A man having stomach pain went to his doctor. The doctor asked if he was having trouble in his personal life or at his job.
The man explained that he was worried about some incidents that had happened at work with his boss and his co-workers. Was there something the man could do to change what had happened? ''No,'' responded the man. ''But it continues to bother me." The doctor said, ''There is nothing you can do about the past. Close the chapter and move on. You are upsetting yourself and your stomach over something you cannot change.'' The doctor prescribed some medicine, and advised him to forget the past to help expedite the cure of his stomachaches.
The next patient was a woman with migraine. She explained that she was afraid of making a wrong decision about her future. Sensing that this was causing her headaches, he told her, ''If you make a decision that turns out all right, there is nothing to worry about. If you make a decision that turns out wrong, you still have the option to rectify matters. No decision is irreversible.
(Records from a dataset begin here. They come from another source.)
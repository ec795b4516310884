use crate::domain::model::{Article, DashboardOutput};
use crate::session::SessionState;
use crate::utils::error::Result;
use async_trait::async_trait;

pub trait Storage: Send + Sync {
    fn read_file(&self, path: &str) -> impl std::future::Future<Output = Result<Vec<u8>>> + Send;
    fn write_file(
        &self,
        path: &str,
        data: &[u8],
    ) -> impl std::future::Future<Output = Result<()>> + Send;
}

/// 文章資料的提供端 (內建資料、檔案，未來可能是搜尋結果)
pub trait ArticleProvider: Send + Sync {
    fn articles(&self) -> impl std::future::Future<Output = Result<Vec<Article>>> + Send;
}

pub trait ConfigProvider: Send + Sync {
    fn output_path(&self) -> &str;
    fn output_formats(&self) -> &[String];
    fn session(&self) -> SessionState;
}

#[async_trait]
pub trait Pipeline: Send + Sync {
    async fn extract(&self) -> Result<Vec<Article>>;
    async fn transform(&self, articles: Vec<Article>) -> Result<DashboardOutput>;
    async fn load(&self, output: DashboardOutput) -> Result<String>;
}
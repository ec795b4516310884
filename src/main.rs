use anyhow::Context;
use news_insight::core::{ArticleProvider, ConfigProvider};
use news_insight::utils::error::ErrorSeverity;
use news_insight::utils::{logger, validation::Validate};
use news_insight::{
    CliConfig, DashboardConfig, DashboardEngine, DashboardPipeline, FileArticleProvider,
    LocalStorage, NewsError, StaticCatalog,
};

#[tokio::main]
async fn main() -> anyhow::Result<()> {
    let cli = CliConfig::parse_tracked(std::env::args_os());

    // 初始化日誌
    logger::init_logger(cli.verbose, cli.json_logs);

    tracing::info!("Starting news-insight");
    if cli.verbose {
        tracing::debug!("CLI config: {:?}", cli);
    }

    let result = match cli.config.clone() {
        Some(path) => {
            tracing::info!("📁 Loading configuration from: {}", path);
            let mut config = DashboardConfig::from_file(&path)
                .with_context(|| format!("Failed to load config file '{}'", path))?;

            cli.apply_to(&mut config);

            exit_on_invalid(&config);
            tracing::info!("Dashboard: {}", config.name());
            let articles = config.input.articles.clone();
            build(config, articles).await
        }
        None => {
            exit_on_invalid(&cli);
            let articles = cli.articles.clone();
            build(cli, articles).await
        }
    };

    match result {
        Ok(output_path) => {
            tracing::info!("✅ Dashboard build completed successfully!");
            println!("✅ Dashboard build completed successfully!");
            println!("📁 Output saved to: {}", output_path);
        }
        Err(e) => {
            tracing::error!(
                "❌ Dashboard build failed: {} (Category: {:?}, Severity: {:?})",
                e,
                e.category(),
                e.severity()
            );
            eprintln!("❌ {}", e.user_friendly_message());
            eprintln!("💡 {}", e.recovery_suggestion());

            let exit_code = match e.severity() {
                ErrorSeverity::Medium => 2,
                ErrorSeverity::High => 1,
                ErrorSeverity::Critical => 3,
            };
            std::process::exit(exit_code);
        }
    }

    Ok(())
}

fn exit_on_invalid<V: Validate>(config: &V) {
    if let Err(e) = config.validate() {
        tracing::error!("❌ Configuration validation failed: {}", e);
        tracing::error!("💡 Suggestion: {}", e.recovery_suggestion());
        eprintln!("❌ {}", e.user_friendly_message());
        std::process::exit(1);
    }
}

async fn build<C: ConfigProvider>(
    config: C,
    articles: Option<String>,
) -> Result<String, NewsError> {
    let storage = LocalStorage::new(config.output_path());
    tracing::info!("Writing dashboard files to {}", storage.base_path());

    match articles {
        Some(path) => {
            let provider = FileArticleProvider::new(LocalStorage::new("."), path)?;
            tracing::info!("Reading articles from {}", provider.path());
            execute(provider, storage, config).await
        }
        None => {
            tracing::info!("Using built-in sample articles");
            execute(StaticCatalog::new(), storage, config).await
        }
    }
}

async fn execute<P: ArticleProvider, C: ConfigProvider>(
    provider: P,
    storage: LocalStorage,
    config: C,
) -> Result<String, NewsError> {
    let pipeline = DashboardPipeline::new(provider, storage, config);
    let engine = DashboardEngine::new(pipeline);

    let session = engine.pipeline().session();
    if !session.keyword().trim().is_empty() {
        session.search();
    }

    engine.run().await
}
use crate::domain::ports::Storage;
use crate::utils::error::Result;
use std::path::Path;

#[derive(Debug, Clone)]
pub struct LocalStorage {
    base_path: String,
}

impl LocalStorage {
    pub fn new(base_path: impl Into<String>) -> Self {
        Self {
            base_path: base_path.into(),
        }
    }

    pub fn base_path(&self) -> &str {
        &self.base_path
    }
}

impl Storage for LocalStorage {
    async fn read_file(&self, path: &str) -> Result<Vec<u8>> {
        let full_path = Path::new(&self.base_path).join(path);
        let data = tokio::fs::read(full_path).await?;
        Ok(data)
    }

    async fn write_file(&self, path: &str, data: &[u8]) -> Result<()> {
        let full_path = Path::new(&self.base_path).join(path);

        if let Some(parent) = full_path.parent() {
            tokio::fs::create_dir_all(parent).await?;
        }

        tokio::fs::write(full_path, data).await?;
        Ok(())
    }
}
Make a list of your options; make a counter-plan for each option and then act. Analyse the situation, and then act. Then take each step as it comes.''
People either worry about a past that they cannot change, or they worry about a future that has not yet happened. Many worry over problems they anticipate or fears that never materialise. Many of our stress-related illnesses are due to problems that we face mentally, psychologically or emotionally. What is certain is that there are always going to be problems.
Murphy's Law says that if anything can go wrong, it will. There does not seem to be anyone who has not experienced problems in life. Every time we solve one problem, a new one springs up. After a while we begin to wonder if there will be a time in life when we can be free of problems.
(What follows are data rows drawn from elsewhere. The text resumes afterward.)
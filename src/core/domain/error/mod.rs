use thiserror::Error;

/// The main error type for vSphere inventory operations.
///
/// This enum represents all possible errors that can occur while talking
/// to the inventory API and producing a report, including connection,
/// authentication, validation and navigation failures.
#[derive(Error, Debug)]
pub enum VsphereError {
    /// Represents errors that occur during connection attempts
    ///
    /// # Fields
    /// * `0` - A description of what went wrong during the connection attempt
    #[error("Connection error: {0}")]
    Connection(String),

    /// Represents authentication failures
    ///
    /// # Fields
    /// * `0` - A description of the authentication failure
    #[error("Authentication error: {0}")]
    Authentication(String),

    /// Represents validation failures with detailed context
    ///
    /// # Fields
    /// * `source` - The underlying validation error
    #[error("Validation error: {source}")]
    Validation { source: ValidationError },

    /// The API answered with a non-success status
    ///
    /// # Fields
    /// * `status` - HTTP status code
    /// * `message` - Fault text reported by the server, if any
    #[error("API error ({status}): {message}")]
    Api { status: u16, message: String },

    /// The compute clusters of the selected datacenter could not be listed
    #[error("Error getting clusters: {source}")]
    ClusterListing { source: Box<VsphereError> },

    /// An inventory object could not be located
    #[error("Not found: {0}")]
    NotFound(String),

    /// The report document could not be serialized
    #[error("Serialization error: {0}")]
    Serialization(#[from] serde_json::Error),

    /// Writing the report failed
    #[error("I/O error: {0}")]
    Io(#[from] std::io::Error),
}

impl From<ValidationError> for VsphereError {
    fn from(error: ValidationError) -> Self {
        VsphereError::Validation { source: error }
    }
}

/// Specialized error type for validation failures.
///
/// This enum provides detailed context about why a validation
/// failed, including field-specific errors and format violations.
#[derive(Error, Debug, Clone, PartialEq)]
pub enum ValidationError {
    /// Represents a validation failure for a specific field
    ///
    /// # Fields
    /// * `field` - The name of the field that failed validation
    /// * `message` - A detailed message about why validation failed
    #[error("Field '{field}' validation failed: {message}")]
    Field { field: String, message: String },

    /// Represents format/syntax validation failures
    ///
    /// # Fields
    /// * `0` - Description of the format violation
    #[error("Format error: {0}")]
    Format(String),

    /// Represents violations of domain constraints
    ///
    /// # Fields
    /// * `0` - Description of the constraint violation
    #[error("Domain constraint violation: {0}")]
    ConstraintViolation(String),
}

/// Type alias for Results that may fail with a VsphereError
pub type VsphereResult<T> = Result<T, VsphereError>;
Nobody said that life was going to be easy or that everything was going to be perfect. The question is, how do we handle our problems? Do we face them as a challenge and try to solve them, or do we fret and worry about them? We compound our problems by worry and fretting because this added stress can make us physically sick.
The pressures of life are so great that they affect us physically and mentally. We find that people undergo anxiety, fear, depression and phobias. Offices of psychiatrists, psychologists and therapists are filled with normal, everyday people who cannot cope with life's struggles.
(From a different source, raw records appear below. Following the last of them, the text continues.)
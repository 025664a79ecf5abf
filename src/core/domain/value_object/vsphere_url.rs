use crate::core::domain::error::ValidationError;
use url::Url;

/// Maximum accepted URL length (RFC 7230 practical limit).
const MAX_URL_LENGTH: usize = 2083;

/// A validated vCenter base URL.
///
/// Only the scheme, host and port are kept: `https://vcenter.example.com/sdk`
/// and `vcenter.example.com` both normalize to `https://vcenter.example.com`.
#[derive(Debug, Clone, PartialEq)]
pub struct VsphereUrl(Url);

impl VsphereUrl {
    /// Creates a new URL without validation.
    pub(crate) fn new_unchecked(url: Url) -> Self {
        Self(url)
    }

    /// Returns the base URL without a trailing slash.
    #[must_use]
    pub fn as_str(&self) -> &str {
        self.0.as_str().trim_end_matches('/')
    }

    /// Returns the host name.
    #[must_use]
    pub fn host(&self) -> &str {
        self.0.host_str().unwrap_or_default()
    }

    /// Joins an API path onto the base URL.
    #[must_use]
    pub fn join(&self, path: &str) -> String {
        format!("{}/{}", self.as_str(), path.trim_start_matches('/'))
    }
}

/// Validates and normalizes a vCenter URL.
pub(crate) fn parse_url(raw: &str) -> Result<Url, ValidationError> {
    let raw = raw.trim();
    if raw.is_empty() {
        return Err(ValidationError::Field {
            field: "url".to_string(),
            message: "URL cannot be empty".to_string(),
        });
    }
    if raw.len() > MAX_URL_LENGTH {
        return Err(ValidationError::Format(format!(
            "URL exceeds maximum length of {} characters",
            MAX_URL_LENGTH
        )));
    }

    let with_scheme = if raw.contains("://") {
        raw.to_string()
    } else {
        format!("https://{}", raw)
    };

    let mut parsed = Url::parse(&with_scheme)
        .map_err(|e| ValidationError::Format(format!("Invalid URL format: {}", e)))?;

    if !matches!(parsed.scheme(), "https" | "http") {
        return Err(ValidationError::ConstraintViolation(format!(
            "Invalid scheme '{}'. Must be one of: https, http",
            parsed.scheme()
        )));
    }
    if parsed.host_str().is_none_or(str::is_empty) {
        return Err(ValidationError::Field {
            field: "url".to_string(),
            message: "URL must contain a host".to_string(),
        });
    }

    // Credentials embedded in the URL are never used; the session is opened
    // with the explicit username and password.
    parsed
        .set_username("")
        .map_err(|_| ValidationError::Format("URL cannot carry credentials".to_string()))?;
    parsed
        .set_password(None)
        .map_err(|_| ValidationError::Format("URL cannot carry credentials".to_string()))?;
    parsed.set_path("/");
    parsed.set_query(None);
    parsed.set_fragment(None);

    Ok(parsed)
}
If our mind is positive and happy, we may feel physically better than when our mind is troubled and anxious. Our mental state can cause stress-related illnesses.
Studies have shown that when we are angry or emotionally upset, chemicals released in our body prepare us for ''fight or flight''.
We need to find some acceptable way to prevent the mental, emotional and physical effects of stress which are making us ill.
Meditation has numerous benefits for our physical and mental well-being. It is safe, effective and does not cost anything. Once we learn how to meditate, we carry within us a ready remedy which we can use at any time and any place.